Rogers County Sheriff’s office’s K9, Sandy, took a bite out of crime on Thursday, literally.
Her partner, Deputy and K9 handler, Nate Cooper attempted to pull over Jamie Hinkle for a traffic violation. Deputies say Hinkle swerved over the yellow line and almost hit the curb along Highway 66 and Will Rogers Blvd. Hinkle sped away and Cooper and Sandy followed.
After a couple minutes Hinkle hopped out of his moving vehicle around 6th Street and Owalla Ave. He started to run; that’s when Cooper commanded Sandy to attack him.
“He actually turns around and looks at me then keeps running,” said Deputy Cooper. “He keeps looking back at me digging in his pockets. I felt like he had a weapon and he was going to use it. I saw his hands go up and he squared off.”
But he never pulled out a weapon, although later police found a nine-inch knife with spikes on it in his vehicle.

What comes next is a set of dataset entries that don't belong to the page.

//! HTTP client for the banking engine.
//!
//! The engine multiplexes all upstream providers behind one API. This
//! client is the classification boundary: every failure leaving it is a
//! [`ProviderErrorKind`], decided by HTTP status alone, so no caller ever
//! inspects message text.

use std::time::{Duration, Instant};

use async_trait::async_trait;
use reqwest::{Client, StatusCode};
use tracing::{debug, warn};

use finsync_core::{
    defaults, AccountClassification, AccountDetails, AccountType, BankProvider, BankProviderClient,
    ConnectionProbe, ConnectionStatus, Error, ProviderErrorKind, RawTransaction, Result,
};

use crate::types::{BalanceResponse, EngineErrorBody, StatusResponse, TransactionsResponse};

/// Default banking engine endpoint.
pub const DEFAULT_ENGINE_URL: &str = defaults::ENGINE_URL;

/// Banking engine HTTP client.
pub struct EngineClient {
    client: Client,
    base_url: String,
}

impl EngineClient {
    /// Create a new engine client with the default endpoint.
    pub fn new() -> Result<Self> {
        Self::with_base_url(DEFAULT_ENGINE_URL.to_string())
    }

    /// Create a new engine client against a custom endpoint.
    pub fn with_base_url(base_url: String) -> Result<Self> {
        let client = Client::builder()
            .timeout(Duration::from_secs(defaults::ENGINE_REQUEST_TIMEOUT_SECS))
            .build()
            .map_err(|e| Error::Config(format!("failed to build HTTP client: {}", e)))?;

        Ok(Self { client, base_url })
    }

    /// Create from environment variables (`FINSYNC_ENGINE_URL`).
    pub fn from_env() -> Result<Self> {
        let base_url =
            std::env::var("FINSYNC_ENGINE_URL").unwrap_or_else(|_| DEFAULT_ENGINE_URL.to_string());
        Self::with_base_url(base_url)
    }

    /// Map an HTTP status to a provider error classification.
    fn classify_status(status: StatusCode) -> ProviderErrorKind {
        match status {
            StatusCode::UNAUTHORIZED | StatusCode::FORBIDDEN => ProviderErrorKind::Disconnected,
            StatusCode::TOO_MANY_REQUESTS => ProviderErrorKind::RateLimited,
            s if s.is_server_error() => ProviderErrorKind::Unavailable,
            _ => ProviderErrorKind::InvalidRequest,
        }
    }

    /// Turn a non-2xx response into a classified provider error.
    async fn error_from_response(response: reqwest::Response) -> Error {
        let status = response.status();
        let kind = Self::classify_status(status);
        let body: EngineErrorBody = response.json().await.unwrap_or_default();
        let message = body
            .message
            .unwrap_or_else(|| format!("engine returned HTTP {}", status));

        warn!(
            subsystem = "providers",
            component = "engine",
            error_kind = %kind,
            http_status = status.as_u16(),
            "Engine request failed"
        );
        Error::provider(kind, message)
    }

    /// Transport failures (timeouts, refused connections) classify as
    /// unavailable, never as disconnected.
    fn transport_error(e: reqwest::Error) -> Error {
        Error::provider(ProviderErrorKind::Unavailable, e.to_string())
    }
}

#[async_trait]
impl BankProviderClient for EngineClient {
    async fn connection_status(
        &self,
        reference_id: &str,
        provider: BankProvider,
        access_token: &str,
    ) -> Result<ConnectionProbe> {
        let start = Instant::now();
        let response = self
            .client
            .get(format!("{}/connections/status", self.base_url))
            .query(&[("id", reference_id), ("provider", &provider.to_string())])
            .bearer_auth(access_token)
            .send()
            .await
            .map_err(Self::transport_error)?;

        if !response.status().is_success() {
            return Err(Self::error_from_response(response).await);
        }

        let body: StatusResponse = response.json().await.map_err(Self::transport_error)?;
        let status = if body.status == "connected" {
            ConnectionStatus::Connected
        } else {
            ConnectionStatus::Disconnected
        };

        debug!(
            subsystem = "providers",
            component = "engine",
            op = "connection_status",
            provider = %provider,
            account_count = body.accounts.len(),
            duration_ms = start.elapsed().as_millis() as u64,
            "Probed connection status"
        );

        Ok(ConnectionProbe {
            status,
            account_details: body
                .accounts
                .into_iter()
                .map(|a| AccountDetails {
                    external_id: a.id,
                    iban: a.iban,
                    routing_number: a.routing_number,
                })
                .collect(),
        })
    }

    async fn account_balance(
        &self,
        external_id: &str,
        provider: BankProvider,
        access_token: &str,
        account_type: AccountType,
    ) -> Result<Option<finsync_core::ProviderBalance>> {
        let response = self
            .client
            .get(format!("{}/accounts/balance", self.base_url))
            .query(&[
                ("id", external_id),
                ("provider", &provider.to_string()),
                ("type", &account_type.to_string()),
            ])
            .bearer_auth(access_token)
            .send()
            .await
            .map_err(Self::transport_error)?;

        if !response.status().is_success() {
            return Err(Self::error_from_response(response).await);
        }

        let body: BalanceResponse = response.json().await.map_err(Self::transport_error)?;
        Ok(body.data.map(|b| finsync_core::ProviderBalance {
            amount: b.amount,
            available: b.available,
            credit_limit: b.credit_limit,
        }))
    }

    async fn transactions(
        &self,
        external_id: &str,
        provider: BankProvider,
        access_token: &str,
        classification: AccountClassification,
        latest_only: bool,
    ) -> Result<Vec<RawTransaction>> {
        let start = Instant::now();
        let response = self
            .client
            .get(format!("{}/transactions", self.base_url))
            .query(&[
                ("accountId", external_id),
                ("provider", &provider.to_string()),
                ("accountType", &classification.to_string()),
                ("latest", if latest_only { "true" } else { "false" }),
            ])
            .bearer_auth(access_token)
            .send()
            .await
            .map_err(Self::transport_error)?;

        if !response.status().is_success() {
            return Err(Self::error_from_response(response).await);
        }

        let body: TransactionsResponse = response.json().await.map_err(Self::transport_error)?;

        debug!(
            subsystem = "providers",
            component = "engine",
            op = "transactions",
            provider = %provider,
            fetched_count = body.data.len(),
            latest = latest_only,
            duration_ms = start.elapsed().as_millis() as u64,
            "Fetched transactions"
        );

        Ok(body.data.into_iter().map(Into::into).collect())
    }
}

#[cfg(test)]
mod tests {
    use super::*;

    #[test]
    fn test_classify_auth_statuses_as_disconnected() {
        assert_eq!(
            EngineClient::classify_status(StatusCode::UNAUTHORIZED),
            ProviderErrorKind::Disconnected
        );
        assert_eq!(
            EngineClient::classify_status(StatusCode::FORBIDDEN),
            ProviderErrorKind::Disconnected
        );
    }

    #[test]
    fn test_classify_rate_limit() {
        assert_eq!(
            EngineClient::classify_status(StatusCode::TOO_MANY_REQUESTS),
            ProviderErrorKind::RateLimited
        );
    }

    #[test]
    fn test_classify_server_errors_as_unavailable() {
        assert_eq!(
            EngineClient::classify_status(StatusCode::INTERNAL_SERVER_ERROR),
            ProviderErrorKind::Unavailable
        );
        assert_eq!(
            EngineClient::classify_status(StatusCode::BAD_GATEWAY),
            ProviderErrorKind::Unavailable
        );
    }

    #[test]
    fn test_classify_client_errors_as_invalid_request() {
        assert_eq!(
            EngineClient::classify_status(StatusCode::BAD_REQUEST),
            ProviderErrorKind::InvalidRequest
        );
        assert_eq!(
            EngineClient::classify_status(StatusCode::NOT_FOUND),
            ProviderErrorKind::InvalidRequest
        );
    }
}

“She then comes around tries to get an ankle bite on him,” explains Cooper. “She gets a bite, he kicks her in the head, and then she goes into survival mode. She feels that I am in a threat. She is going to protect me and then she gets a good side bite on him.”
It was a brawl between the three of them. Cooper relied on Sandy for protection.
“She probably saved my life,” said Cooper. “It was a big fight, he was fighting hard. He thrashed around on the ground, fighting kicking. “
Cooper trains Sandy 32 hours a month to do exactly what she did to Hinkle. She is not trained to kill, only trained to protect her partner.
Sandy is a Belgian Malinois and responded to commands, in Dutch, German, and when she is naughty, English (which is not very often, according to Cooper.) She only responded to his voice.
“I have all the faith in the world with her; there is no losing with her.”
After the fight, Cooper needed to be transported to the hospital for heat exhaustion and dehydration. He was back to work the next day.
Hinkle is facing several charges including, mistreating a police dog, obstructing an officer, and eluding an officer.